Looking back now, given the film’s anti-authoritarian stance, Brazil had the perfect release strategy, even if it came about by accident.

It was very much in character for Hollywood—and particularly, the meddlesome 70s/80s-era brass at Universal, who cynically impeded the progress of much gentler titles like Raggedy Man and Mask—to hold Terry Gilliam’s raucous movie away from the masses. Completed in mid-1985, Brazil was first unspooled for the studio bosses in an infamous screening that resulted in their abject anger; one wonders what they thought they were going to get, since we have to assume they at least thumbed through the incendiary, ultimately Oscar-nominated script by Gilliam, Charles McKeown, and playwright Tom Stoppard (from an uncredited idea by Jabberwocky screenwriter and former Help! Magazine writer Chuck Alverson). Or, hell, maybe they DIDN’T read it; maybe they just didn’t have the time, darn it. At any rate, Universal’s confidence evaded Brazil early on. Their complaints: the film was too long, and incredibly depressing, while also falling very much on the bizarre side. So they demanded the film be recut and the convoluted ending be gussied up before they’d devote a penny for distribution and marketing. In the spirit of collaboration, Gilliam did retire to the editing room, excising twenty minutes from its running time. But he flat out refused to alter its stark, heartbreaking ending, which he rightfully felt was integral to the story’s aim.
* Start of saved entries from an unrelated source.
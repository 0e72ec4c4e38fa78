//! CSV period tables
//!
//! One file per period under the data directory (`2026-01.csv`), laid out
//! like the spreadsheet the ledger grew out of:
//!
//! ```text
//! 日期,類別,細項說明,金額,支付方式,備註
//! 2026/01/15,享樂 (Wants),電影,320,信用卡,
//! ```
//!
//! Files are created with their header on the first append. Reading is
//! forgiving: rows that cannot be decoded are skipped with a warning, and
//! amount cells are kept verbatim so the engine can decide what they are worth.

use std::fs::{self, File, OpenOptions};
use std::io::{Read, Seek, SeekFrom, Write};
use std::path::PathBuf;

use chrono::NaiveDate;
use csv::{ReaderBuilder, StringRecord, WriterBuilder};
use tracing::{debug, info, warn};

use crate::config::paths::LedgerPaths;
use crate::error::{LedgerError, LedgerResult};
use crate::models::{Amount, PaymentMethod, Period, Transaction};

use super::TransactionStore;

/// Header row of every period table
pub const HEADER: [&str; 6] = ["日期", "類別", "細項說明", "金額", "支付方式", "備註"];

/// Date format written to the date column
const STORED_DATE_FORMAT: &str = "%Y/%m/%d";

/// Date formats accepted when reading
const ACCEPTED_DATE_FORMATS: [&str; 2] = ["%Y/%m/%d", "%Y-%m-%d"];

/// File-backed transaction store, one CSV table per period
#[derive(Debug, Clone)]
pub struct CsvLedgerStore {
    paths: LedgerPaths,
}

impl CsvLedgerStore {
    /// Create a store rooted at the given paths, creating the data directory
    pub fn new(paths: LedgerPaths) -> LedgerResult<Self> {
        paths.ensure_directories()?;
        Ok(Self { paths })
    }

    pub fn paths(&self) -> &LedgerPaths {
        &self.paths
    }

    fn table_path(&self, period: &Period) -> PathBuf {
        self.paths.period_file(period)
    }
}

impl TransactionStore for CsvLedgerStore {
    fn fetch_period(&self, period: &Period) -> LedgerResult<Vec<Transaction>> {
        let path = self.table_path(period);
        if !path.exists() {
            debug!(%period, "no table for period yet");
            return Ok(Vec::new());
        }

        let mut reader = ReaderBuilder::new()
            .has_headers(true)
            .flexible(true)
            .from_path(&path)
            .map_err(|e| {
                LedgerError::Store(format!("Failed to open {}: {}", path.display(), e))
            })?;

        let mut transactions = Vec::new();
        for (index, record) in reader.records().enumerate() {
            // header is line 1
            let line = index + 2;
            let record = match record {
                Ok(record) => record,
                Err(e) => {
                    warn!(%period, line, error = %e, "skipping unreadable row");
                    continue;
                }
            };

            match decode_row(&record) {
                Ok(txn) => {
                    if txn.amount.is_malformed() {
                        warn!(%period, line, amount = %txn.amount, "malformed amount counts as zero");
                    }
                    transactions.push(txn);
                }
                Err(reason) => warn!(%period, line, %reason, "skipping row"),
            }
        }

        debug!(%period, rows = transactions.len(), "fetched period");
        Ok(transactions)
    }

    fn append(&self, period: &Period, transaction: &Transaction) -> LedgerResult<()> {
        if !period.contains(transaction.date) {
            return Err(LedgerError::Validation(format!(
                "Transaction dated {} does not belong to period {}",
                transaction.date, period
            )));
        }

        let path = self.table_path(period);
        let open_err =
            |e: std::io::Error| LedgerError::Store(format!("Failed to open {}: {}", path.display(), e));

        let mut file = OpenOptions::new()
            .create(true)
            .read(true)
            .append(true)
            .open(&path)
            .map_err(open_err)?;

        let is_new = file.metadata().map_err(open_err)?.len() == 0;
        if !is_new && !ends_with_newline(&mut file).map_err(open_err)? {
            // hand-edited tables often lack a final newline
            debug!(%period, "terminating last line before append");
            file.write_all(b"\n").map_err(open_err)?;
        }

        let mut writer = WriterBuilder::new().has_headers(false).from_writer(file);

        if is_new {
            info!(%period, "creating period table");
            writer.write_record(HEADER)?;
        }

        writer.write_record(encode_row(transaction))?;
        writer
            .flush()
            .map_err(|e| LedgerError::Store(format!("Failed to flush {}: {}", path.display(), e)))?;

        info!(%period, category = %transaction.category, amount = %transaction.amount, "appended row");
        Ok(())
    }

    fn list_periods(&self) -> LedgerResult<Vec<Period>> {
        let data_dir = self.paths.data_dir();
        if !data_dir.exists() {
            return Ok(Vec::new());
        }

        let entries = fs::read_dir(&data_dir).map_err(|e| {
            LedgerError::Store(format!("Failed to list {}: {}", data_dir.display(), e))
        })?;

        let mut periods = Vec::new();
        for entry in entries {
            let entry = entry?;
            let path = entry.path();
            if path.extension().and_then(|e| e.to_str()) != Some("csv") {
                continue;
            }
            if let Some(period) = path
                .file_stem()
                .and_then(|s| s.to_str())
                .and_then(|s| Period::parse(s).ok())
            {
                periods.push(period);
            }
        }

        periods.sort();
        Ok(periods)
    }
}

fn ends_with_newline(file: &mut File) -> std::io::Result<bool> {
    file.seek(SeekFrom::End(-1))?;
    let mut last = [0u8; 1];
    file.read_exact(&mut last)?;
    Ok(last[0] == b'\n')
}

fn encode_row(txn: &Transaction) -> [String; 6] {
    [
        txn.date.format(STORED_DATE_FORMAT).to_string(),
        txn.category.clone(),
        txn.description.clone(),
        txn.amount.to_string(),
        txn.payment.label().to_string(),
        txn.note.clone().unwrap_or_default(),
    ]
}

fn decode_row(record: &StringRecord) -> Result<Transaction, String> {
    if record.len() < 4 {
        return Err(format!("expected at least 4 columns, found {}", record.len()));
    }

    let field = |i: usize| record.get(i).unwrap_or("").trim();

    let date = parse_date(field(0)).ok_or_else(|| format!("bad date '{}'", field(0)))?;
    let note = field(5);

    Ok(Transaction {
        date,
        category: field(1).to_string(),
        description: field(2).to_string(),
        amount: Amount::parse(field(3)),
        payment: PaymentMethod::parse(field(4)),
        note: (!note.is_empty()).then(|| note.to_string()),
    })
}

fn parse_date(s: &str) -> Option<NaiveDate> {
    ACCEPTED_DATE_FORMATS
        .iter()
        .find_map(|fmt| NaiveDate::parse_from_str(s, fmt).ok())
}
So the film sat on the shelf, a victim of spite. And it sat and it sat until Gilliam decided to take unprecedented action. First came a lawsuit against Universal. Then Gilliam started commissioning embarrassing ads in the trade papers asking short-sighted studio honcho Sid Sheinberg (the villain of this story) when, exactly, he was going to release Brazil. This infuriated Sheinberg, who dug his heels in for a long-haul ruckus. “It happens with every film,” Gilliam later said. “There comes a moment where the money and the creative elements all come crashing together. Everybody’s under a lot of pressure, and everybody is panicking about what works and what doesn’t. And the studios and the money always have one perspective and the creative people have another one, and usually what happens is a lot of compromises get made.” Sounds like a familiar nightmare…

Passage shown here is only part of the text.